Assessor error in legal retrieval evaluation

Another year, another CIKM. This marks my first post-PhD publication (I finally submitted!), and it also marks a new sub-genre of retrieval evaluation for me: that of legal retrieval, or more specifically e-discovery. Discovery is a process in which party A produces for party B all documents in party A's position that are responsive to a request or series of requests lodged by party B. These requests most saliently take part during civil litigation, where party A is gathering evidence to sue party B, but they can also occur as part of governmental regulatory oversight, and I guess more broadly whenever one party has the legal right to access information in the possession of a second, potentially adversarial party. E-discovery is the extension of the discovery process to electronically stored information, which brings with it on the one hand a greatly increased volume of documents, while in compensation on the other hand the potential to use automatic tools as part of the production process.

Retrieval in e-discovery is very different from retrieval through web search. Web searches are generally the work of a single person, are frequently ephemeral, addressing an information need that is hardly ever explicated and often is inchoate in the user themselves, and ending in the subjective satisfaction or frustration of the user. E-discovery, on the other hand, is a process involving dozens of experts working for several interested or supervisory parties, taking place over many weeks, frequently costing millions of dollars, and performed in an explicit, negotiated, and documented way. Additionally, while the web searcher is typically satisfied with one or a handful of documents providing the particular information they were after, e-discovery aims to find (within reason) all documents that are related to a case. In the traditional jargon of retrieval evaluation, web search is precision-centric, e-discovery recall-centric.

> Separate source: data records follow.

//! Error conversions for infrastructure code

pub mod conversions;

pub use conversions::InfraError;
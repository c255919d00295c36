//! Error types used throughout the workspace

use serde::{Deserialize, Serialize};
use thiserror::Error;

/// Main error type for Authkeep composition and configuration
#[derive(Error, Debug, Clone, PartialEq, Eq, Serialize, Deserialize)]
#[serde(tag = "type", content = "message")]
pub enum AuthkeepError {
    #[error("Configuration error: {0}")]
    Config(String),

    #[error("Storage error: {0}")]
    Storage(String),

    #[error("Network error: {0}")]
    Network(String),

    #[error("Authentication error: {0}")]
    Auth(String),

    #[error("Security error: {0}")]
    Security(String),

    #[error("Invalid input: {0}")]
    InvalidInput(String),

    #[error("Internal error: {0}")]
    Internal(String),
}

/// Result type alias for Authkeep operations
pub type Result<T> = std::result::Result<T, AuthkeepError>;
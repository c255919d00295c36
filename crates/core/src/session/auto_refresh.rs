//! Background token refresh
//!
//! Sleeps until the stored token enters the refresh buffer, then refreshes
//! through the controller. With nothing stored it re-checks every minute.

use std::sync::{Arc, Weak};
use std::time::Duration;

use tokio::task::JoinHandle;
use tokio_util::sync::CancellationToken;
use tracing::{debug, info, warn};

use super::service::SessionController;

/// Re-check interval while no token is stored
pub const IDLE_RECHECK_INTERVAL: Duration = Duration::from_secs(60);

/// Lower bound between two wake-ups, so a server issuing tokens shorter
/// than the buffer cannot spin the task
pub const MIN_REFRESH_INTERVAL: Duration = Duration::from_secs(5);

/// Handle to a running auto-refresh task. Dropping it stops the task.
#[derive(Debug)]
pub struct AutoRefreshHandle {
    cancel: CancellationToken,
    task: Option<JoinHandle<()>>,
}

impl AutoRefreshHandle {
    /// Token that stops the task when cancelled
    #[must_use]
    pub fn cancellation_token(&self) -> CancellationToken {
        self.cancel.clone()
    }

    pub fn stop(&self) {
        self.cancel.cancel();
    }

    #[must_use]
    pub fn is_finished(&self) -> bool {
        self.task.as_ref().map_or(true, JoinHandle::is_finished)
    }

    /// Stop the task and wait for it to exit
    pub async fn shutdown(mut self) {
        self.cancel.cancel();
        if let Some(task) = self.task.take() {
            if let Err(err) = task.await {
                if err.is_panic() {
                    warn!(error = %err, "Auto-refresh task panicked");
                }
            }
        }
    }
}

impl Drop for AutoRefreshHandle {
    fn drop(&mut self) {
        self.cancel.cancel();
    }
}

/// Start refreshing `controller`'s tokens in the background
///
/// The task holds a weak reference, so it also ends once the controller is
/// dropped.
pub fn spawn_auto_refresh(controller: &Arc<SessionController>) -> AutoRefreshHandle {
    let cancel = CancellationToken::new();
    let task = tokio::spawn(run(Arc::downgrade(controller), cancel.clone()));
    info!("Started token auto-refresh task");
    AutoRefreshHandle { cancel, task: Some(task) }
}

async fn run(controller: Weak<SessionController>, cancel: CancellationToken) {
    let mut floor = Duration::ZERO;

    loop {
        let Some(wait) = next_wake(&controller).await else { break };
        let wait = wait.max(floor);
        debug!(seconds = wait.as_secs(), "Auto-refresh sleeping");

        tokio::select! {
            () = cancel.cancelled() => break,
            () = tokio::time::sleep(wait) => {}
        }

        let Some(session) = controller.upgrade() else { break };
        floor = Duration::ZERO;
        if !refresh_due(&session).await {
            continue;
        }

        floor = MIN_REFRESH_INTERVAL;
        if let Err(err) = session.refresh_token().await {
            warn!(error = %err, "Background refresh failed");
        }
    }

    info!("Token auto-refresh task stopped");
}

async fn next_wake(controller: &Weak<SessionController>) -> Option<Duration> {
    let session = controller.upgrade()?;
    let wait = match session.store().seconds_until_expiry().await {
        Some(seconds) => {
            let until_refresh = seconds.saturating_sub(session.refresh_buffer_seconds()).max(0);
            Duration::from_secs(until_refresh.unsigned_abs())
        }
        None => IDLE_RECHECK_INTERVAL,
    };
    Some(wait)
}

async fn refresh_due(session: &SessionController) -> bool {
    session
        .store()
        .seconds_until_expiry()
        .await
        .is_some_and(|seconds| seconds <= session.refresh_buffer_seconds())
}

#[cfg(test)]
mod tests {
    use std::time::Duration;

    use async_trait::async_trait;
    use authkeep_common::auth::{CredentialStore, OAuthClientError, TokenSet};
    use authkeep_common::testing::{MockClock, MockOAuthClient, MockSecretStore};

    use super::*;
    use crate::session::ports::{AuthorizationBrowser, AuthorizationOutcome};

    struct NoBrowser;

    #[async_trait]
    impl AuthorizationBrowser for NoBrowser {
        async fn authorize(&self, _url: &str) -> AuthorizationOutcome {
            AuthorizationOutcome::Cancelled
        }
    }

    fn controller(client: &MockOAuthClient, clock: &MockClock) -> Arc<SessionController> {
        let store = Arc::new(CredentialStore::new(
            Arc::new(MockSecretStore::new()),
            Arc::new(clock.clone()),
        ));
        Arc::new(SessionController::new(Arc::new(client.clone()), store, Arc::new(NoBrowser)))
    }

    async fn wait_for(mut check: impl FnMut() -> bool) {
        for _ in 0..1_000 {
            if check() {
                return;
            }
            tokio::time::sleep(Duration::from_secs(1)).await;
        }
        panic!("condition not reached");
    }

    #[tokio::test(start_paused = true)]
    async fn refreshes_when_buffer_is_reached() {
        let client = MockOAuthClient::new();
        let clock = MockClock::new();
        let controller = controller(&client, &clock);
        controller
            .store()
            .store_tokens(&TokenSet::new("a1", Some("r1".into()), None, 400, "Bearer"))
            .await
            .unwrap();
        assert_eq!(
            next_wake(&Arc::downgrade(&controller)).await,
            Some(Duration::from_secs(100))
        );

        clock.advance(Duration::from_secs(150));
        let handle = spawn_auto_refresh(&controller);
        wait_for(|| client.refresh_call_count() == 1).await;

        assert_eq!(client.refresh_calls(), vec!["r1".to_string()]);
        assert_eq!(
            controller.store().get_tokens().await.unwrap().unwrap().access_token,
            "refreshed_access_token"
        );

        // The mock clock is frozen, so the new token never enters the buffer.
        tokio::time::sleep(Duration::from_secs(7_200)).await;
        assert_eq!(client.refresh_call_count(), 1);

        handle.shutdown().await;
    }

    #[tokio::test(start_paused = true)]
    async fn failed_refresh_ends_session() {
        let client = MockOAuthClient::new();
        client.set_refresh_error(OAuthClientError::Status(401));
        let clock = MockClock::new();
        let controller = controller(&client, &clock);
        controller
            .store()
            .store_tokens(&TokenSet::new("a1", Some("r1".into()), None, 60, "Bearer"))
            .await
            .unwrap();

        let handle = spawn_auto_refresh(&controller);
        wait_for(|| controller.snapshot().error.is_some()).await;

        assert!(controller.store().get_tokens().await.unwrap().is_none());
        assert_eq!(
            controller.snapshot().error.as_deref(),
            Some("Your session has expired. Please log in again")
        );
        handle.shutdown().await;
    }

    #[tokio::test]
    async fn idle_store_rechecks_every_minute() {
        let controller = controller(&MockOAuthClient::new(), &MockClock::new());
        assert_eq!(next_wake(&Arc::downgrade(&controller)).await, Some(IDLE_RECHECK_INTERVAL));
    }

    #[tokio::test(start_paused = true)]
    async fn stops_on_cancel_and_on_controller_drop() {
        let client = MockOAuthClient::new();
        let clock = MockClock::new();

        let controller = controller(&client, &clock);
        let handle = spawn_auto_refresh(&controller);
        handle.stop();
        wait_for(|| handle.is_finished()).await;

        let handle = spawn_auto_refresh(&controller);
        drop(controller);
        wait_for(|| handle.is_finished()).await;
        assert_eq!(client.refresh_call_count(), 0);
    }
}
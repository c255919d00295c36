//! Tracing subscriber setup
//!
//! Libraries in this workspace only emit `tracing` events. Applications call
//! [`init_tracing`] once at startup to decide where those events go.

use authkeep_domain::constants::DEFAULT_LOG_LEVEL;
use authkeep_domain::{LogFormat, LoggingConfig};
use tracing_subscriber::layer::SubscriberExt;
use tracing_subscriber::util::SubscriberInitExt;
use tracing_subscriber::EnvFilter;

/// Install the global subscriber described by `config`
///
/// `RUST_LOG` takes precedence over `config.level`. An unparsable level
/// falls back to `info`. Returns `false` when a global subscriber was
/// already installed, in which case nothing changes.
pub fn init_tracing(config: &LoggingConfig) -> bool {
    let registry = tracing_subscriber::registry().with(env_filter(&config.level));

    let installed = match config.format {
        LogFormat::Json => registry
            .with(tracing_subscriber::fmt::layer().json().with_writer(std::io::stderr))
            .try_init(),
        LogFormat::Pretty => registry
            .with(tracing_subscriber::fmt::layer().with_target(true).with_writer(std::io::stderr))
            .try_init(),
    };

    match installed {
        Ok(()) => {
            tracing::debug!(level = %config.level, format = %config.format, "Tracing initialised");
            true
        }
        Err(_) => false,
    }
}

fn env_filter(level: &str) -> EnvFilter {
    EnvFilter::try_from_default_env()
        .or_else(|_| EnvFilter::try_new(level))
        .unwrap_or_else(|_| EnvFilter::new(DEFAULT_LOG_LEVEL))
}
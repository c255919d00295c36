//! Conversions from lower-layer errors into domain errors.

use authkeep_common::auth::OAuthClientError;
use authkeep_common::security::KeychainError;
use authkeep_common::CommonError;
use authkeep_domain::AuthkeepError;

/// Error newtype that keeps conversions on the infrastructure side and can be
/// converted back into the domain error.
#[derive(Debug)]
pub struct InfraError(pub AuthkeepError);

impl From<InfraError> for AuthkeepError {
    fn from(value: InfraError) -> Self {
        value.0
    }
}

impl From<AuthkeepError> for InfraError {
    fn from(value: AuthkeepError) -> Self {
        Self(value)
    }
}

trait IntoAuthkeepError {
    fn into_authkeep(self) -> AuthkeepError;
}

/* -------------------------------------------------------------------------- */
/* CommonError → AuthkeepError */
/* -------------------------------------------------------------------------- */

impl IntoAuthkeepError for CommonError {
    fn into_authkeep(self) -> AuthkeepError {
        let description = self.to_string();
        match self {
            Self::Config { .. } => AuthkeepError::Config(description),
            Self::Crypto { .. } => AuthkeepError::Security(description),
            Self::Persistence { .. } | Self::Serialization { .. } => {
                AuthkeepError::Storage(description)
            }
        }
    }
}

impl From<CommonError> for InfraError {
    fn from(value: CommonError) -> Self {
        Self(value.into_authkeep())
    }
}

/* -------------------------------------------------------------------------- */
/* KeychainError → AuthkeepError */
/* -------------------------------------------------------------------------- */

impl IntoAuthkeepError for KeychainError {
    fn into_authkeep(self) -> AuthkeepError {
        match self {
            Self::AccessFailed(err) => {
                AuthkeepError::Storage(format!("unable to access secure storage: {err}"))
            }
            Self::NotFound => AuthkeepError::Storage("secret not found".into()),
            Self::Serialization(err) => {
                AuthkeepError::Storage(format!("stored secret is malformed: {err}"))
            }
            Self::Crypto(err) => AuthkeepError::Security(format!("secret decryption failed: {err}")),
        }
    }
}

impl From<KeychainError> for InfraError {
    fn from(value: KeychainError) -> Self {
        Self(value.into_authkeep())
    }
}

/* -------------------------------------------------------------------------- */
/* OAuthClientError → AuthkeepError */
/* -------------------------------------------------------------------------- */

impl IntoAuthkeepError for OAuthClientError {
    fn into_authkeep(self) -> AuthkeepError {
        let description = self.to_string();
        match self {
            Self::Transport(_) | Self::Timeout => AuthkeepError::Network(description),
            Self::Status(code) => match code {
                401 | 403 => AuthkeepError::Auth(description),
                400..=499 => AuthkeepError::InvalidInput(description),
                _ => AuthkeepError::Network(description),
            },
            Self::OAuth(_) | Self::NoRefreshToken => AuthkeepError::Auth(description),
            Self::Parse(_) => AuthkeepError::Internal(description),
            Self::Config(_) => AuthkeepError::Config(description),
        }
    }
}

impl From<OAuthClientError> for InfraError {
    fn from(value: OAuthClientError) -> Self {
        Self(value.into_authkeep())
    }
}

/* -------------------------------------------------------------------------- */
/* std::io::Error → AuthkeepError */
/* -------------------------------------------------------------------------- */

impl IntoAuthkeepError for std::io::Error {
    fn into_authkeep(self) -> AuthkeepError {
        use std::io::ErrorKind;

        match self.kind() {
            ErrorKind::AddrInUse | ErrorKind::AddrNotAvailable | ErrorKind::PermissionDenied => {
                AuthkeepError::Network(format!("cannot bind redirect listener: {self}"))
            }
            _ => AuthkeepError::Internal(self.to_string()),
        }
    }
}

impl From<std::io::Error> for InfraError {
    fn from(value: std::io::Error) -> Self {
        Self(value.into_authkeep())
    }
}

/* -------------------------------------------------------------------------- */
/* Tests */
/* -------------------------------------------------------------------------- */
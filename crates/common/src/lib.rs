//! Protocol layer for Authkeep.
//!
//! - [`auth`]: PKCE, OAuth client, credential store, token manager
//! - [`security`]: secret storage backends (platform keychain, encrypted
//!   file)
//! - [`crypto`]: AES-256-GCM primitives for the encrypted file backend
//! - [`time`]: wall-clock abstraction used for token expiry
//! - [`error`]: shared error type for the helpers above
//!
//! # Features
//!
//! - `test-utils`: exposes [`testing`] (in-memory secret store, scripted
//!   OAuth client, controllable clock) to downstream test suites

#![forbid(unsafe_code)]
#![warn(rust_2018_idioms)]
#![warn(clippy::all, clippy::perf, clippy::complexity, clippy::suspicious)]

pub mod auth;
pub mod crypto;
pub mod error;
pub mod security;
pub mod time;

#[cfg(any(feature = "test-utils", test))]
pub mod testing;

pub use auth::{
    CredentialStore, CredentialStoreError, OAuthClient, OAuthClientError, OAuthConfig,
    PkceChallenge, TokenManager, TokenManagerError, TokenSet, UserProfile,
};
pub use crypto::{EncryptedData, EncryptionService};
pub use error::{CommonError, CommonResult};
pub use security::{EncryptedFileStore, KeychainError, KeychainProvider, SecretStore};
pub use time::{Clock, SystemClock};
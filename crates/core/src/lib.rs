//! # Authkeep Core
//!
//! Session state machine for an OAuth 2.0 authorization code + PKCE client.
//!
//! This crate contains:
//! - The session controller and the snapshot it publishes
//! - The session error taxonomy and user-facing messages
//! - Port interfaces for the external authorization browser
//! - Background token refresh
//!
//! ## Architecture Principles
//! - Only depends on `authkeep-common`
//! - No HTTP server, config files or platform code
//! - The browser is reached through a trait

pub mod session;

pub use session::auto_refresh::{spawn_auto_refresh, AutoRefreshHandle};
pub use session::errors::AuthError;
pub use session::ports::{AuthorizationBrowser, AuthorizationOutcome};
pub use session::service::SessionController;
pub use session::state::{SessionState, SessionStatus};
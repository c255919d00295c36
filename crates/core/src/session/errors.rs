//! Session error taxonomy
//!
//! Lower-layer errors are classified into [`AuthError`] once, when they
//! reach the controller. [`AuthError::user_message`] is the only place a
//! message shown to the user is chosen.

use authkeep_common::auth::{CredentialStoreError, OAuthClientError, PkceError, TokenManagerError};
use thiserror::Error;

const NETWORK_MESSAGE: &str =
    "Unable to reach the sign-in service. Please check your connection and try again";
const INVALID_CREDENTIALS_MESSAGE: &str = "Authentication failed";
const TOKEN_EXPIRED_MESSAGE: &str = "Your session has expired";
const REFRESH_FAILED_MESSAGE: &str = "Your session has expired. Please log in again";
const STORAGE_MESSAGE: &str = "Unable to save your sign-in securely. Please try again";
const UNKNOWN_MESSAGE: &str = "Something went wrong while signing in. Please try again";

#[derive(Debug, Clone, PartialEq, Eq, Error)]
pub enum AuthError {
    #[error("network error: {0}")]
    Network(String),

    #[error("authorization cancelled by user")]
    UserCancelled,

    #[error("invalid credentials: {0}")]
    InvalidCredentials(String),

    #[error("token expired")]
    TokenExpired,

    #[error("token refresh failed: {0}")]
    RefreshFailed(String),

    #[error("credential storage error: {0}")]
    Storage(String),

    #[error("{0}")]
    Unknown(String),
}

impl AuthError {
    /// Message for the session snapshot, `None` for silent outcomes
    ///
    /// Causes stay in the variant (and the logs); none reaches the user.
    #[must_use]
    pub fn user_message(&self) -> Option<String> {
        let message = match self {
            Self::UserCancelled => return None,
            Self::Network(_) => NETWORK_MESSAGE,
            Self::InvalidCredentials(_) => INVALID_CREDENTIALS_MESSAGE,
            Self::TokenExpired => TOKEN_EXPIRED_MESSAGE,
            Self::RefreshFailed(_) => REFRESH_FAILED_MESSAGE,
            Self::Storage(_) => STORAGE_MESSAGE,
            Self::Unknown(_) => UNKNOWN_MESSAGE,
        };
        Some(message.to_string())
    }

    /// Any failure on the refresh path ends the session
    pub(crate) fn refresh_failed(cause: impl std::fmt::Display) -> Self {
        Self::RefreshFailed(cause.to_string())
    }
}

impl From<OAuthClientError> for AuthError {
    fn from(err: OAuthClientError) -> Self {
        match err {
            OAuthClientError::Transport(_)
            | OAuthClientError::Timeout
            | OAuthClientError::Status(_) => Self::Network(err.to_string()),
            OAuthClientError::OAuth(body) => Self::InvalidCredentials(body.to_string()),
            OAuthClientError::NoRefreshToken => Self::refresh_failed(err),
            OAuthClientError::Parse(_) | OAuthClientError::Config(_) => {
                Self::Unknown(err.to_string())
            }
        }
    }
}

impl From<CredentialStoreError> for AuthError {
    fn from(err: CredentialStoreError) -> Self {
        Self::Storage(err.to_string())
    }
}

impl From<TokenManagerError> for AuthError {
    fn from(err: TokenManagerError) -> Self {
        match err {
            TokenManagerError::Client(inner) => inner.into(),
            TokenManagerError::Store(inner) => inner.into(),
            TokenManagerError::NoRefreshToken | TokenManagerError::Superseded => {
                Self::refresh_failed(err)
            }
        }
    }
}

impl From<PkceError> for AuthError {
    fn from(err: PkceError) -> Self {
        Self::Unknown(err.to_string())
    }
}
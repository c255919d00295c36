//! Integration tests for configuration loader
//!
//! Tests the end-to-end behavior of loading configuration from files.

use std::io::Write;

use authkeep_domain::{LogFormat, StorageBackend};
use authkeep_infra::config;
use tempfile::NamedTempFile;

fn write_config(contents: &str, extension: &str) -> (NamedTempFile, std::path::PathBuf) {
    let mut temp_file = NamedTempFile::new().expect("Failed to create temp file");
    temp_file.write_all(contents.as_bytes()).expect("Failed to write to temp file");
    let path = temp_file.path().with_extension(extension);
    std::fs::copy(temp_file.path(), &path).expect("Failed to copy file");
    (temp_file, path)
}

#[test]
fn test_load_config_from_json_file() {
    let json_content = r#"{
        "auth": {
            "client_id": "desktop-app",
            "authorization_endpoint": "https://login.example.com/authorize",
            "token_endpoint": "https://login.example.com/oauth/token",
            "userinfo_endpoint": "https://login.example.com/userinfo",
            "redirect_uri": "http://127.0.0.1:8765/callback",
            "scopes": ["openid", "email"],
            "refresh_buffer_seconds": 600
        },
        "storage": {
            "backend": "encrypted_file",
            "path": "/tmp/authkeep/tokens.json",
            "encryption_key": "AAAAAAAAAAAAAAAAAAAAAAAAAAAAAAAAAAAAAAAAAAA="
        },
        "logging": {
            "level": "authkeep=debug",
            "format": "json"
        }
    }"#;
    let (_temp, path) = write_config(json_content, "json");

    let config = config::load_from_file(Some(path.clone())).expect("JSON config should load");

    assert_eq!(config.auth.client_id, "desktop-app");
    assert_eq!(config.auth.scopes, vec!["openid", "email"]);
    assert_eq!(config.auth.refresh_buffer_seconds, 600);
    assert_eq!(config.auth.request_timeout_seconds, 30);
    assert_eq!(config.storage.backend, StorageBackend::EncryptedFile);
    assert_eq!(config.logging.format, LogFormat::Json);
    assert!(config.validate().is_ok());

    std::fs::remove_file(path).ok();
}

#[test]
fn test_load_config_with_minimal_fields() {
    let toml_content = r#"
[auth]
client_id = "cli"
authorization_endpoint = "https://id.example.com/authorize"
token_endpoint = "https://id.example.com/token"
userinfo_endpoint = "https://id.example.com/userinfo"
redirect_uri = "http://localhost:9000/"
"#;
    let (_temp, path) = write_config(toml_content, "toml");

    let config = config::load_from_file(Some(path.clone())).expect("TOML config should load");

    assert_eq!(config.auth.scopes, vec!["openid", "profile", "email", "offline_access"]);
    assert_eq!(config.auth.refresh_buffer_seconds, 300);
    assert_eq!(config.auth.browser_timeout_seconds, None);
    assert_eq!(config.storage.backend, StorageBackend::Keychain);
    assert_eq!(config.storage.keychain_service, "authkeep");
    assert_eq!(config.logging.level, "info");

    std::fs::remove_file(path).ok();
}

#[test]
fn test_load_config_invalid_toml() {
    let (_temp, path) = write_config("[auth\nclient_id = ", "toml");

    let err = config::load_from_file(Some(path.clone())).unwrap_err();
    assert!(err.to_string().contains("Invalid TOML format"));

    std::fs::remove_file(path).ok();
}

E-discovery, then, is like the mediated, formalized, "serious" information retrieval of the good old days writ large. And besides it attractions to the nostalgic, e-discovery is a very sympathetic field for investigations into retrieval evaluation. Whereas success in web search is subjective, neither formally measured by the user nor definitively remarked by the search engine, in e-discovery, measuring the success of the retrieval process is an integral part of the process itself, one that is being increasingly stressed by case law. Therefore, the techniques developed in the experimental, collaborative or laboratory evaluation of e-discovery should inform the quality assurance and certification methods of e-discovery practice.

The contribution we are offering at CIKM this year concerns measuring assessor error, particularly in the Legal Track of TREC. An e-discovery process is supervised by a senior attorney, whose conception of relevance is authoritative. The role of the senior attorney is played in the track's interactive task by a topic authority (TA), themselves a practicing attorney in real life. Actual relevance assessment is performed by multiple volunteer assessors, but the assessors' role is to apply the TA's conception of relevance, not their own. Therefore, whereas other evaluation fields talk of assessor disagreement, in the legal track we can talk of assessor error. Moreover, this assessor error is directly measurable, by referring assessor results for adjudication by the TA, something which is currently done via a participant-instigated appeals process. And in an environment where we care about absolute, rather than merely relative, measures of system performance, and particularly of system recall, assessor error can be seriously distorting to our evaluation outcomes -- much moreso generally than the better-understood effects of sampling error.

The presence of the TA, the parallel assessment of randomly partitioned document bins by different assessors, and the outcomes of the appeals process, all produce what seems like a wealth of evidence for measuring and correcting assessor error. As we show in our paper, however, none of this evidence is in a form that is directly useful to us in correcting our measures of absolute performance (or at least we can't see how it is; you are more than welcome to try your hand at it yourself). Instead, we propose that a double sampling approach be used, the theory of which we describe, and indicative results of which we produce -- empirical work remains to be done on the application of double sampling to a complete retrieval evaluation.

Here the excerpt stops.